Comme elle se penchait pour ramasser une lettre, la soie trop mûre de sa blouse craqua. Elle se redressa, consternée, chercha l’accroc. C’était la couture de la manche qui avait cédé. Il faudrait donc acheter une autre blouse? Celle-ci avait fait son temps... Josanne songea d’abord à réparer l’accident. Elle ferma la porte au verrou, prit du fil et une aiguille dans le tiroir de sa table, et, la blouse enlevée, elle examina la malencontreuse déchirure... Oui, cela pouvait s’arranger... Acheter une autre blouse avant la fin du mois, c’eût été une folie. Pourtant Josanne avait des larmes dans les yeux. Elle avait beau être raisonnable, elle était femme, elle était coquette, et ça l’ennuyait d’être moins bien habillée que les camarades... Sa pauvre blouse groseille!... Quelle différence avec les délicieux corsages de Flory!... Josanne soupira; puis elle pensa aux chroniques qu’elle rédigeait, à la tête que feraient ses lectrices si elles pouvaient l’apercevoir, raccommodant sa blouse dans les somptueux bureaux du Monde féminin, et elle se mit à rire, toute seule, consolée par la drôlerie de la situation.

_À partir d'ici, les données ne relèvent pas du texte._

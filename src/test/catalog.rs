#[cfg(test)]
mod tests {
    use crate::catalog::{
        create_behavior, create_exercise, create_skill, delete_behavior, delete_exercise,
        delete_skill, link_behavior_exercise, list_behaviors, list_exercises, list_links,
        list_skills, unlink_behavior_exercise, update_behavior, update_skill,
    };
    use crate::dogs::{create_dog, delete_dog, get_dog, update_dog};
    use crate::error::AppError;
    use crate::rounds::{RecordRound, list_rounds, record_round};
    use crate::test::utils::TestDbBuilder;
    use rocket::tokio;

    #[tokio::test]
    async fn test_skills_are_unique_and_sorted() {
        let test_db = TestDbBuilder::new().build().await.unwrap();

        create_skill(&test_db.pool, "Trailing", None).await.unwrap();
        create_skill(&test_db.pool, "Area Search", Some("  ".into()))
            .await
            .unwrap();

        let err = create_skill(&test_db.pool, " Trailing ", None).await.unwrap_err();
        assert!(matches!(err, AppError::Conflict(_)));

        let skills = list_skills(&test_db.pool).await.unwrap();
        let names: Vec<&str> = skills.iter().map(|s| s.name.as_str()).collect();
        assert_eq!(names, vec!["Area Search", "Trailing"]);
        assert_eq!(skills[0].description, None);
    }

    #[tokio::test]
    async fn test_update_skill() {
        let test_db = TestDbBuilder::new()
            .skill("Trailing")
            .skill("Rubble")
            .build()
            .await
            .unwrap();
        let id = test_db.skill_id("Trailing");

        let updated = update_skill(&test_db.pool, id, "Mantrailing", Some("scent".into()))
            .await
            .unwrap();
        assert_eq!(updated.name, "Mantrailing");
        assert!(updated.updated_at >= updated.created_at);

        assert!(matches!(
            update_skill(&test_db.pool, id, "Rubble", None).await,
            Err(AppError::Conflict(_))
        ));
        assert!(matches!(
            update_skill(&test_db.pool, 999, "Anything", None).await,
            Err(AppError::NotFound(_))
        ));
    }

    #[tokio::test]
    async fn test_delete_referenced_skill_conflicts() {
        let test_db = TestDbBuilder::new()
            .skill("Trailing")
            .behavior("Trailing", "Start")
            .build()
            .await
            .unwrap();
        let skill_id = test_db.skill_id("Trailing");

        assert!(matches!(
            delete_skill(&test_db.pool, skill_id).await,
            Err(AppError::Conflict(_))
        ));

        delete_behavior(&test_db.pool, test_db.behavior_id("Start"))
            .await
            .unwrap();
        delete_skill(&test_db.pool, skill_id).await.unwrap();

        assert!(matches!(
            delete_skill(&test_db.pool, skill_id).await,
            Err(AppError::NotFound(_))
        ));
    }

    #[tokio::test]
    async fn test_behaviors_need_an_existing_skill() {
        let test_db = TestDbBuilder::new()
            .skill("Trailing")
            .skill("Rubble")
            .behavior("Trailing", "Start")
            .build()
            .await
            .unwrap();
        let trailing = test_db.skill_id("Trailing");
        let rubble = test_db.skill_id("Rubble");

        assert!(matches!(
            create_behavior(&test_db.pool, 999, "Start", None).await,
            Err(AppError::Validation(_))
        ));
        assert!(matches!(
            create_behavior(&test_db.pool, trailing, "Start", None).await,
            Err(AppError::Conflict(_))
        ));

        create_behavior(&test_db.pool, rubble, "Start", None).await.unwrap();
        let moved = update_behavior(
            &test_db.pool,
            test_db.behavior_id("Start"),
            trailing,
            "Fast start",
            None,
        )
        .await
        .unwrap();
        assert_eq!(moved.name, "Fast start");

        assert_eq!(list_behaviors(&test_db.pool, None).await.unwrap().len(), 2);
        let filtered = list_behaviors(&test_db.pool, Some(rubble)).await.unwrap();
        assert_eq!(filtered.len(), 1);
        assert_eq!(filtered[0].skill_id, rubble);
    }

    #[tokio::test]
    async fn test_links_upsert_filter_and_cascade() {
        let test_db = TestDbBuilder::new()
            .skill("Trailing")
            .behavior("Trailing", "Start")
            .behavior("Trailing", "Indication")
            .exercise("Runaway")
            .exercise("Blind start")
            .build()
            .await
            .unwrap();
        let start = test_db.behavior_id("Start");
        let indication = test_db.behavior_id("Indication");
        let runaway = test_db.exercise_id("Runaway");
        let blind = test_db.exercise_id("Blind start");

        for strength in [0, 6] {
            assert!(matches!(
                link_behavior_exercise(&test_db.pool, start, runaway, strength).await,
                Err(AppError::Validation(_))
            ));
        }
        assert!(matches!(
            link_behavior_exercise(&test_db.pool, start, 999, 3).await,
            Err(AppError::Validation(_))
        ));

        link_behavior_exercise(&test_db.pool, start, runaway, 1).await.unwrap();
        let relinked = link_behavior_exercise(&test_db.pool, start, runaway, 4)
            .await
            .unwrap();
        assert_eq!(relinked.strength, 4);
        link_behavior_exercise(&test_db.pool, indication, runaway, 2)
            .await
            .unwrap();
        link_behavior_exercise(&test_db.pool, start, blind, 5).await.unwrap();

        assert_eq!(list_links(&test_db.pool, None, None).await.unwrap().len(), 3);
        assert_eq!(list_links(&test_db.pool, Some(start), None).await.unwrap().len(), 2);
        let exact = list_links(&test_db.pool, Some(start), Some(runaway)).await.unwrap();
        assert_eq!(exact.len(), 1);
        assert_eq!(exact[0].strength, 4);

        let for_start: Vec<String> = list_exercises(&test_db.pool, Some(start))
            .await
            .unwrap()
            .into_iter()
            .map(|e| e.name)
            .collect();
        assert_eq!(for_start, vec!["Blind start".to_string(), "Runaway".to_string()]);

        unlink_behavior_exercise(&test_db.pool, start, blind).await.unwrap();
        assert!(matches!(
            unlink_behavior_exercise(&test_db.pool, start, blind).await,
            Err(AppError::NotFound(_))
        ));

        delete_exercise(&test_db.pool, runaway).await.unwrap();
        assert!(list_links(&test_db.pool, None, None).await.unwrap().is_empty());
    }

    #[tokio::test]
    async fn test_exercise_and_dog_in_use_cannot_be_deleted() {
        let test_db = TestDbBuilder::new()
            .skill("Trailing")
            .behavior("Trailing", "Start")
            .exercise("Runaway")
            .dog("Rex")
            .session()
            .build()
            .await
            .unwrap();

        record_round(
            &test_db.pool,
            RecordRound {
                session_id: test_db.session_id(),
                dog_id: test_db.dog_id("Rex"),
                exercise_id: test_db.exercise_id("Runaway"),
                planned_behavior_id: test_db.behavior_id("Start"),
                outcome: "fail".to_string(),
                ..Default::default()
            },
        )
        .await
        .unwrap();

        assert!(matches!(
            delete_exercise(&test_db.pool, test_db.exercise_id("Runaway")).await,
            Err(AppError::Conflict(_))
        ));
        assert!(matches!(
            delete_behavior(&test_db.pool, test_db.behavior_id("Start")).await,
            Err(AppError::Conflict(_))
        ));
        assert!(matches!(
            delete_dog(&test_db.pool, test_db.dog_id("Rex")).await,
            Err(AppError::Conflict(_))
        ));
        assert!(matches!(
            delete_dog(&test_db.pool, 999).await,
            Err(AppError::NotFound(_))
        ));
    }

    #[tokio::test]
    async fn test_exhibited_behavior_cannot_be_deleted() {
        let test_db = TestDbBuilder::new()
            .skill("Trailing")
            .behavior("Trailing", "Start")
            .behavior("Trailing", "Indication")
            .exercise("Runaway")
            .dog("Rex")
            .session()
            .build()
            .await
            .unwrap();
        let indication = test_db.behavior_id("Indication");

        let round = record_round(
            &test_db.pool,
            RecordRound {
                session_id: test_db.session_id(),
                dog_id: test_db.dog_id("Rex"),
                exercise_id: test_db.exercise_id("Runaway"),
                planned_behavior_id: test_db.behavior_id("Start"),
                exhibited_behavior_id: Some(indication),
                outcome: "partial".to_string(),
                ..Default::default()
            },
        )
        .await
        .unwrap();

        assert!(matches!(
            delete_behavior(&test_db.pool, indication).await,
            Err(AppError::Conflict(_))
        ));

        let rounds = list_rounds(&test_db.pool, test_db.session_id()).await.unwrap();
        assert_eq!(rounds.len(), 1);
        assert_eq!(rounds[0].id, round.id);
        assert_eq!(rounds[0].exhibited_behavior_id, Some(indication));
    }

    #[tokio::test]
    async fn test_dog_fields() {
        let test_db = TestDbBuilder::new().build().await.unwrap();

        let dog = create_dog(&test_db.pool, "Bolt", Some("Bo".into()), Some("2021-06-15"))
            .await
            .unwrap();
        assert_eq!(dog.birthdate.map(|d| d.to_string()), Some("2021-06-15".into()));

        let updated = update_dog(&test_db.pool, dog.id, "Bolt", None, None)
            .await
            .unwrap();
        assert_eq!(updated.callname, None);
        assert_eq!(updated.birthdate, None);

        assert!(matches!(
            create_dog(&test_db.pool, "  ", None, None).await,
            Err(AppError::Validation(_))
        ));
        assert!(matches!(
            create_dog(&test_db.pool, "Nova", None, Some("2021-13-01")).await,
            Err(AppError::Validation(_))
        ));
        assert!(matches!(
            get_dog(&test_db.pool, 999).await,
            Err(AppError::NotFound(_))
        ));
        assert!(
            create_exercise(&test_db.pool, "", None).await.is_err(),
            "blank exercise names are rejected"
        );
    }
}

Rhabillée, elle revint à son travail. Elle rédigeait les quelques lignes de légende qui devaient accompagner les illustrations d’un article... L’heure passa. Bientôt les pas, les voix, la rumeur coutumière emplirent l’antichambre et les bureaux voisins. Toutes les cinq minutes, quelqu’un frappait. Les rédactrices, les dessinateurs, ne trouvant personne, relançaient madame Valentin:

—Eh bien, madame?... J’attends mes épreuves.

—Ma nouvelle?... Quand passera-t-elle donc?

—Monsieur Foucart a-t-il vu mon dessin?

Josanne répondait brièvement:

—Vous êtes «en pages».

Ou bien:

—Je ne sais pas... Le numéro d’après-demain est sur le marbre... Votre nouvelle passera dans le prochain.